The actual night of the escape was the 24th July.
I was warned just before evening appel, at 6 o’clock, that if B house harboured no aliens that night, the escape would take place. I got hold of Grieve during the evening and we held a long confabulation as to how the policing had best be done. It was arranged that I should do all the warning and escort people to the rendezvous in the attic, and that he should do the actual controlling and keep in communication with the orderlies. The evening passed away and I don’t think anybody outside the working-party was aware that anything was actually in the wind.
The doors in B house were safely locked at 9.0 p.m. without a single intruder from A house. Several people had been keenly on the watch to see to this point. We went off quietly to our respective rooms to have our names called.
After the Feldwebel and his minions had finally left the building, there was still another hour or so to wait before the coast was clear for action. A German sentry used to come round some time after 10 o’clock to close all the windows in the corridors and incidentally remove anything that he saw to his liking which might be lying about. Until he had gone it would be unsafe to have any undue movement, and only the cutting-out man—i.e. the first officer to go through the tunnel—and the two next on the list would go down to the chamber before he was well clear.
During this period of waiting the senior British officer paid me a visit in his dressing-gown and said good-bye. I wished him good luck. We had worked together for two months or more and had discussed the tunnel and his particular plan to escape countless times. He had a very good disguise and, without wishing to disparage his features, they were—with the aid of glasses—wonderfully Teutonic. He was, so far as I knew, the only one who was proposing to travel all the way to the frontier by train, and with his excellent knowledge of German and forged papers he looked to have a very good chance.

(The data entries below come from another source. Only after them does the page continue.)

extern crate alloc;

use alloc::vec::Vec;

use crate::display::Display;
use crate::framebuffer::Framebuffer;

use super::geom::Rect;

pub struct UiContext<'a> {
    pub buffers: &'a mut Framebuffer,
}

pub trait View {
    fn render(&mut self, ctx: &mut UiContext<'_>, rect: Rect, rq: &mut RenderQueue);
}

/// Damage collected while views render. Flushed as one region per frame.
#[derive(Default)]
pub struct RenderQueue {
    rects: Vec<Rect>,
}

impl RenderQueue {
    pub fn push(&mut self, rect: Rect) {
        self.rects.push(rect);
    }

    pub fn is_empty(&self) -> bool {
        self.rects.is_empty()
    }

    pub fn bounds(&self) -> Option<Rect> {
        let mut rects = self.rects.iter();
        let first = *rects.next()?;
        Some(rects.fold(first, |acc, r| acc.union(r)))
    }

    pub fn clear(&mut self) {
        self.rects.clear();
    }
}

pub fn flush_queue(display: &mut impl Display, frame: &Framebuffer, rq: &mut RenderQueue) {
    if let Some(bounds) = rq.bounds() {
        display.present(frame, bounds);
    }
    rq.clear();
}

#[cfg(test)]
mod tests {
    use super::*;

    #[test]
    fn bounds_covers_all_pushed_rects() {
        let mut rq = RenderQueue::default();
        assert_eq!(rq.bounds(), None);
        rq.push(Rect::new(10, 10, 5, 5));
        rq.push(Rect::new(0, 20, 5, 5));
        assert_eq!(rq.bounds(), Some(Rect::new(0, 10, 15, 15)));
        rq.clear();
        assert!(rq.is_empty());
    }
}
use std::fs;
use std::path::{Path, PathBuf};

use finch_core::assets::{AssetError, AssetSource, ImageData};

/// Loads the wallpaper from a file on disk, decoding whatever format the
/// image crate recognises.
pub struct DesktopAssetSource {
    wallpaper_path: PathBuf,
}

impl DesktopAssetSource {
    pub fn new<P: AsRef<Path>>(wallpaper_path: P) -> Self {
        Self {
            wallpaper_path: wallpaper_path.as_ref().to_path_buf(),
        }
    }
}

impl AssetSource for DesktopAssetSource {
    fn load_wallpaper(&mut self) -> Result<ImageData, AssetError> {
        let data = fs::read(&self.wallpaper_path).map_err(|_| AssetError::Io)?;
        let image = image::load_from_memory(&data).map_err(|_| AssetError::Decode)?;
        let rgb = image.to_rgb8();
        Ok(ImageData {
            width: rgb.width(),
            height: rgb.height(),
            pixels: rgb.into_raw(),
        })
    }
}
pub mod backdrop_view;
pub mod bar_button;
pub mod circle_button;
pub mod geom;
pub mod view;

pub use backdrop_view::BackdropView;
pub use bar_button::BarButton;
pub use circle_button::CircleButton;
pub use geom::Rect;
pub use view::{flush_queue, RenderQueue, UiContext, View};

I sat in my room until the outside door had slammed behind the German sentry and I knew the working-party would have already begun making their way through the tunnel for the last time. Then I began going round the rooms and warning personally every man on the list. They were to get their kit ready and get into bed fully dressed and then wait until they were called. There was to be no movement in the corridors of any sort. For all the secrecy that had been attempted, they were most of them more than half expecting the long-deferred call. Probably someone had seen a member of the working-party in his disguise and had passed on the information. A few of them wanted to know where they were in the list, but I told them that they were not to know and had only to obey orders. Everyone would have to come upstairs in his socks, carrying his boots in his hand. After I had completed the task of warning everybody I went up to see Grieve. It was now past half-past eleven. He told me that the working-party were all well away already and that the thing was going well.
The hour’s law for the working-party was strictly adhered to, and at 12.30 the supplementary working-party began to go through. They, too, were all through by about 1.15.
At 1.10 or thereabouts I began my duties of assembling those on the waiting list. Two or three passed through all right, and then the orderly on the orderlies’ side of the attic hole passed the word back that there was a hitch. He would let Grieve know when it was all clear again.
The next man due to go through had overweighted himself and his pack to such an extent that the delay proved perhaps a blessing in disguise. If we had let him go through as he was, he would probably have stuck in the tunnel, would most certainly not have forded the Weser, and could, in any case, not have marched for more than three days. We sent him back with some stern advice to remove a dozen tins or so from his pack, discard his stick, and take off his hobnailed boots which had made an infernal clatter in the passage. A few more such performers and the secret would be out!